It’s wild how much time we spend worrying about what people think. Like, let’s say you have a weird little hobby. Maybe you’re really into collecting those tiny hotel shampoos, or you have an alarming amount of knowledge about 18th-century wallpaper. Who cares? If you love it, do it. The truth is, no one is thinking about you as much as you think they are. Everyone is too busy overanalyzing their own life to worry about yours. And even if someone does have an opinion? So what? You can’t live your life waiting for a round of applause from people who don’t even know what they want for dinner.

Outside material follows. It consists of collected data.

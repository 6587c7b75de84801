// src/analysis/mod.rs
//
// Cross-frame state: identity tracking and classifier sampling.
//
// Signal flow:
//   Clustered detections → centroid_tracker → track ids + velocities
//   Frame index + local confidence → sampling_policy → classifier query?

pub mod centroid_tracker;
pub mod sampling_policy;

pub use centroid_tracker::{CentroidTracker, Track};
pub use sampling_policy::{SamplingPolicy, SamplingReason, SamplingStats};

So how do you stop overthinking and just be? First, recognize when you’re spiraling. The moment you start rehashing the same thought for the tenth time, shut it down—literally. Say “nope” out loud if you have to. Distract yourself, go for a walk, call a friend, eat a snack. Second, stop asking for unnecessary opinions. The more people you consult about a decision, the harder it gets. Make a choice and stick to it. Third, embrace the cringe. You will embarrass yourself. You will make weird choices. You will have regrets. But you will survive. And lastly? Just do the thing. Whatever it is you’re overthinking—posting the video, wearing the outfit, signing up for the class—just do it. The fastest way to get out of your head is to take action before your brain talks you out of it.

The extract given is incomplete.